Custom Spans and Metrics

# upload_service/routes/upload.py
from opentelemetry import trace, metrics
from opentelemetry.trace import Status, StatusCode

# Get tracer and meter for this module
tracer = trace.get_tracer("upload_service.routes")
meter = metrics.get_meter("upload_service")

# Custom metrics
upload_counter = meter.create_counter(
    "documents.uploaded",
    description="Number of documents uploaded",
    unit="documents",
)
classification_duration = meter.create_histogram(
    "classification.duration",
    description="Time taken to classify a document",
    unit="ms",
)
upload_size = meter.create_histogram(
    "documents.upload_size_bytes",
    description="Size of uploaded documents",
    unit="bytes",
)

@router.post("/documents/upload")
async def upload_document(
    file: UploadFile,
    current_user: dict = Depends(get_current_user),
    classifier: ResilientClassifierClient = Depends(get_classifier),
    db: AsyncSession = Depends(get_db_session),
):
    # Custom span - adds detail beyond the auto-instrumented span
    with tracer.start_as_current_span(
        "document.upload",
        attributes={
            "user.id": current_user["id"],
            "document.filename": file.filename,
            "document.content_type": file.content_type or "unknown",
        },
    ) as span:
        file_bytes = await file.read()
        file_size = len(file_bytes)

        span.set_attribute("document.size_bytes", file_size)
        upload_size.record(file_size, {"content_type": file.content_type or "unknown"})
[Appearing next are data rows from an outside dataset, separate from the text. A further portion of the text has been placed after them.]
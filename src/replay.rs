//! Turns stored fixture bytes back into an HTTP response.

use crate::error::FixtureError;
use crate::fixture::FixtureRecord;
use bytes::Bytes;
use http::header::{HeaderValue, CONTENT_TYPE};
use http::{Response, StatusCode};
use http_body_util::Full;

/// Build the response recorded in `fixture`.
pub fn replay(fixture: &[u8]) -> Result<Response<Full<Bytes>>, FixtureError> {
    let record = FixtureRecord::from_slice(fixture)?;
    replay_record(&record)
}

pub fn replay_record(record: &FixtureRecord) -> Result<Response<Full<Bytes>>, FixtureError> {
    let status = StatusCode::from_u16(record.status_code)
        .map_err(|_| FixtureError::InvalidStatus(record.status_code))?;
    let content_type = HeaderValue::from_str(&record.content_type)
        .map_err(|_| FixtureError::InvalidContentType(record.content_type.clone()))?;
    let body = record.data.to_body()?;

    let mut response = Response::new(Full::new(Bytes::from(body)));
    *response.status_mut() = status;
    response.headers_mut().insert(CONTENT_TYPE, content_type);
    Ok(response)
}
        # Store file - nested span for the storage operation
        with tracer.start_as_current_span("storage.put") as storage_span:
            doc_id = generate_doc_id()
            storage_key = await storage.put(f"raw/{doc_id}", file_bytes)
            storage_span.set_attribute("storage.key", storage_key)
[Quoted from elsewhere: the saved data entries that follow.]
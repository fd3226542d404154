//! Prism Mock - CLI Entry Point

use anyhow::Result;
use clap::Parser;
use prism_mock::{MockServer, MockServerConfig};
use std::net::SocketAddr;
use std::path::PathBuf;
use std::sync::Arc;
use tokio::net::TcpListener;
use tracing::{info, Level};
use tracing_subscriber::FmtSubscriber;

#[derive(Parser, Debug)]
#[command(
    name = "prism-mock",
    about = "Fixture-replay HTTP mock server - replays recorded responses with simulated latency",
    version
)]
struct Args {
    /// Path to configuration file
    #[arg(short, long, default_value = "prism-mock.yaml")]
    config: PathBuf,

    /// Listen address, overrides the configuration file
    #[arg(long, value_name = "ADDR")]
    listen: Option<SocketAddr>,

    /// Log level (trace, debug, info, warn, error)
    #[arg(short = 'L', long, default_value = "info")]
    log_level: Level,

    /// Print default configuration and exit
    #[arg(long)]
    print_config: bool,

    /// Validate configuration and exit
    #[arg(long)]
    validate: bool,
}

#[tokio::main(flavor = "current_thread")]
async fn main() -> Result<()> {
    let args = Args::parse();

    // Initialize logging
    let subscriber = FmtSubscriber::builder()
        .with_max_level(args.log_level)
        .with_target(false)
        .finish();
    tracing::subscriber::set_global_default(subscriber)?;

    // Print default config if requested
    if args.print_config {
        let default_config = include_str!("../demos/default-config.yaml");
        println!("{}", default_config);
        return Ok(());
    }

    // Load configuration
    let mut config = if args.config.exists() {
        info!(path = ?args.config, "Loading configuration");
        MockServerConfig::from_file(&args.config)?
    } else if args.validate {
        anyhow::bail!("Configuration file not found: {:?}", args.config);
    } else {
        info!("Using default configuration (no routes)");
        MockServerConfig::default()
    };

    // Validate and exit if requested
    if args.validate {
        config.validate()?;
        println!(
            "Configuration is valid ({} routes defined)",
            config.routes.len()
        );
        return Ok(());
    }

    if let Some(listen) = args.listen {
        config.listen = listen;
    }

    let server = Arc::new(MockServer::new(&config)?);
    let listener = TcpListener::bind(config.listen).await?;

    tokio::select! {
        result = Arc::clone(&server).run(listener) => result?,
        _ = tokio::signal::ctrl_c() => {
            info!("Shutdown requested, flushing pending fixture writes");
        }
    }

    let dispatcher = server.dispatcher();
    dispatcher.flush().await;
    info!(
        requests = dispatcher.total_requests(),
        mocked = dispatcher.total_mocked(),
        missed = dispatcher.total_missed(),
        failed = dispatcher.total_failed(),
        "Mock server stopped"
    );

    Ok(())
}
        # Classify - nested span with timing
        import time
        classify_start = time.perf_counter()
        with tracer.start_as_current_span("classification.classify") as class_span:
            try:
                classification = await classifier.classify(
                    text=await extract_text_preview(file_bytes),
                    doc_id=doc_id,
                )
                label = classification["results"][0]["label"] if classification["results"] else "unknown"
                class_span.set_attribute("classification.label", label)
                class_span.set_attribute("classification.model_version", classification["model_version"])
            except ClassificationServiceUnavailableError as exc:
                class_span.set_status(Status(StatusCode.ERROR, str(exc)))
                class_span.record_exception(exc)
                label = "pending"  # Degrade gracefully

        classify_ms = (time.perf_counter() - classify_start) * 1000
        classification_duration.record(classify_ms, {"label": label})
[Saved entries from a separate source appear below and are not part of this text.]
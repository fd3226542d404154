//! Artificial latency applied before a fixture is replayed.
//!
//! A route's `delay` may be written in YAML as a bare number of
//! milliseconds, a preset name, or an explicit range:
//!
//! ```yaml
//! delay: 250
//! delay: slow
//! delay:
//!   min_ms: 100
//!   max_ms: 400
//! ```

use rand::Rng;
use serde::{Deserialize, Serialize};

/// Configured delay for a route.
#[derive(Debug, Clone, PartialEq, Serialize, Deserialize)]
#[serde(untagged)]
pub enum DelaySpec {
    /// Fixed delay in milliseconds
    Millis(u64),
    /// Named latency profile
    Preset(DelayPreset),
    /// Fixed or random range
    Config(DelayConfig),
}

/// Named latency profiles.
#[derive(Debug, Clone, Copy, PartialEq, Eq, Serialize, Deserialize)]
#[serde(rename_all = "snake_case")]
pub enum DelayPreset {
    /// 50-250 ms
    Fast,
    /// 1-3 s
    Slow,
}

impl DelayPreset {
    fn range(self) -> DelayConfig {
        match self {
            DelayPreset::Fast => DelayConfig {
                fixed_ms: 0,
                min_ms: 50,
                max_ms: 250,
            },
            DelayPreset::Slow => DelayConfig {
                fixed_ms: 0,
                min_ms: 1000,
                max_ms: 3000,
            },
        }
    }
}

/// Delay/latency simulation configuration.
#[derive(Debug, Clone, PartialEq, Serialize, Deserialize)]
#[serde(deny_unknown_fields)]
pub struct DelayConfig {
    /// Fixed delay in milliseconds
    #[serde(default)]
    pub fixed_ms: u64,

    /// Minimum delay for random range (ms)
    #[serde(default)]
    pub min_ms: u64,

    /// Maximum delay for random range (ms)
    #[serde(default)]
    pub max_ms: u64,
}

impl DelayConfig {
    /// Calculate the actual delay to apply.
    pub fn calculate(&self) -> u64 {
        if self.fixed_ms > 0 {
            return self.fixed_ms;
        }
        if self.max_ms > self.min_ms {
            let mut rng = rand::thread_rng();
            return rng.gen_range(self.min_ms..=self.max_ms);
        }
        self.min_ms
    }
}

impl DelaySpec {
    pub fn calculate(&self) -> u64 {
        match self {
            DelaySpec::Millis(ms) => *ms,
            DelaySpec::Preset(preset) => preset.range().calculate(),
            DelaySpec::Config(config) => config.calculate(),
        }
    }
}

/// Milliseconds to wait before replaying a fixture. Zero when no delay is configured.
pub fn delay_time_in_ms(spec: Option<&DelaySpec>) -> u64 {
    spec.map(DelaySpec::calculate).unwrap_or(0)
}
        # Record successful upload
        upload_counter.add(1, {
            "user.tier": current_user.get("tier", "free"),
            "content_type": file.content_type or "unknown",
            "classification": label,
        })

        span.set_attribute("classification.label", label)
        return {"doc_id": doc_id, "storage_key": storage_key, "label": label}

Distributed Trace Across Two Services

With auto-instrumentation, when Upload Service calls Classification Service via HTTP, the trace context is automatically propagated via HTTP headers (traceparent). Both services' spans appear in the same trace in Jaeger.

Jaeger UI - Trace View:

Trace ID: abc123...
Duration: 320ms

├── upload-service: POST /documents/upload           [0ms → 320ms]
│   ├── upload-service: storage.put                  [10ms → 25ms]
│   ├── upload-service: HTTP POST /classify           [30ms → 300ms]  ← httpx auto-instrumented
│   │   └── classification-service: POST /classify   [35ms → 295ms]  ← propagated trace context
│   │       └── classification-service: model.infer  [40ms → 280ms]
│   └── upload-service: sqlalchemy: INSERT documents [305ms → 315ms]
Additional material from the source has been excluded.